A right $R$-module $B$ is flat if and only if $0\to B\otimes_R I\to B\otimes_R R$ is exact for every finitely generated left ideal $I$.
The proof of this statement is given in Rotman Advanced Modern Algebra Part 1. My question is on if direction so I only state if part of the proof: Conversely, Proposition B-4.103 shows that every (not necessarily finitely generated) left ideal $I$ is flat (for every finitely generated ideal contained in $I$ is flat). There is an exact sequence $Hom(B\otimes_RR,\Bbb Q/\Bbb Z)\to Hom(B\otimes_RI,\Bbb Q/\Bbb Z)\to 0$ that, by the Adjoint isomorphism, gives exactness of $Hom_R(R,Hom(B,\Bbb Q/\Bbb Z))\to Hom_R(I,Hom(B,\Bbb Q/\Bbb Z))\to 0$. This says that every map from a left ideal $I$ to $Hom(B,\Bbb Q/\Bbb Z)$ extends to a map $R\to Hom(B,\Bbb Q/\Bbb Z)$; thus, $Hom(B,\Bbb Q/\Bbb Z)$ satisfies the Baer criterion so $Hom(B,\Bbb Q/\Bbb Z)$ is injective. By Proposition B-4.108, $B$ is flat.

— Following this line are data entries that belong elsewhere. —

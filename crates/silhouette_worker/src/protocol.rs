//! Message protocol between the dispatcher and its worker.
//!
//! ```text
//! Dispatcher                                   Worker
//!     │  Generate { job, position, index?, options } │
//!     ├─────────────────────────────────────────────►│
//!     │  { job, progress }              (0..n times) │
//!     │◄─────────────────────────────────────────────┤
//!     │  { job, result } | { job, error }  (exactly 1)│
//!     │◄─────────────────────────────────────────────┤
//! ```
//!
//! In-process transports move these values through channels as-is, so the
//! buffers are never copied. The process transport encodes them as JSON
//! Lines, one message per line.

use std::sync::atomic::{AtomicU64, Ordering};

use serde::{Deserialize, Serialize};

use crate::options::RequestOptions;
use crate::types::MeshBuffers;

/// Identifier correlating worker messages with the job that caused them.
#[derive(Clone, Copy, Debug, PartialEq, Eq, Hash, Serialize, Deserialize)]
#[serde(transparent)]
pub struct JobId(u64);

impl JobId {
  pub(crate) fn next() -> Self {
    static COUNTER: AtomicU64 = AtomicU64::new(1);
    Self(COUNTER.fetch_add(1, Ordering::Relaxed))
  }

  /// Get the raw ID value.
  pub fn raw(&self) -> u64 {
    self.0
  }
}

impl From<u64> for JobId {
  fn from(raw: u64) -> Self {
    Self(raw)
  }
}

/// Request sent to the worker.
#[derive(Clone, Debug, PartialEq, Serialize, Deserialize)]
#[serde(tag = "type")]
pub enum WorkerRequest {
  /// Run the solver on the given buffers.
  Generate {
    job: JobId,
    position: Vec<f32>,
    #[serde(default, skip_serializing_if = "Option::is_none")]
    index: Option<Vec<u32>>,
    options: RequestOptions,
  },

  /// Stop the worker loop.
  Shutdown,
}

impl WorkerRequest {
  /// Build a generate request, taking ownership of the mesh buffers.
  pub fn generate(job: JobId, mesh: MeshBuffers, options: RequestOptions) -> Self {
    let MeshBuffers { position, index } = mesh;
    WorkerRequest::Generate {
      job,
      position,
      index,
      options,
    }
  }
}

/// Message sent back by the worker.
#[derive(Clone, Debug, PartialEq, Serialize, Deserialize)]
#[serde(untagged)]
pub enum WorkerMessage {
  /// Completion fraction, only sent when the request asked for progress.
  Progress { job: JobId, progress: f32 },

  /// Terminal: solver output.
  Result { job: JobId, result: ResultPayload },

  /// Terminal: solver failure.
  Error { job: JobId, error: String },
}

impl WorkerMessage {
  pub fn job(&self) -> JobId {
    match self {
      WorkerMessage::Progress { job, .. }
      | WorkerMessage::Result { job, .. }
      | WorkerMessage::Error { job, .. } => *job,
    }
  }

  /// True for `Result` and `Error`.
  pub fn is_terminal(&self) -> bool {
    !matches!(self, WorkerMessage::Progress { .. })
  }

  pub fn error(job: JobId, message: impl Into<String>) -> Self {
    WorkerMessage::Error {
      job,
      error: message.into(),
    }
  }
}

/// Raw solver output, shaped by the requested output mode.
#[derive(Clone, Debug, PartialEq, Serialize, Deserialize)]
#[serde(untagged)]
pub enum ResultPayload {
  /// `single`: one `{ position, index? }` object.
  Single(MeshBuffers),

  /// `both`: ordered `[{ position, index? }, ...]`.
  Groups(Vec<MeshBuffers>),
}

impl ResultPayload {
  pub fn mesh_count(&self) -> usize {
    match self {
      ResultPayload::Single(_) => 1,
      ResultPayload::Groups(groups) => groups.len(),
    }
  }
}

#[cfg(test)]
#[path = "protocol_test.rs"]
mod protocol_test;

I think the first sentence of the proof implies $0\to B\otimes_RI\to B\otimes_RR$ is exact for every left ideal $I$ but I don't know why. Proposition B-4.103 states that If every finitely generated submodule of a right $R$-module $M$ is flat, then $M$ is flat. But the given assumption does not guarantee that finitely generated left ideal $I$ is flat.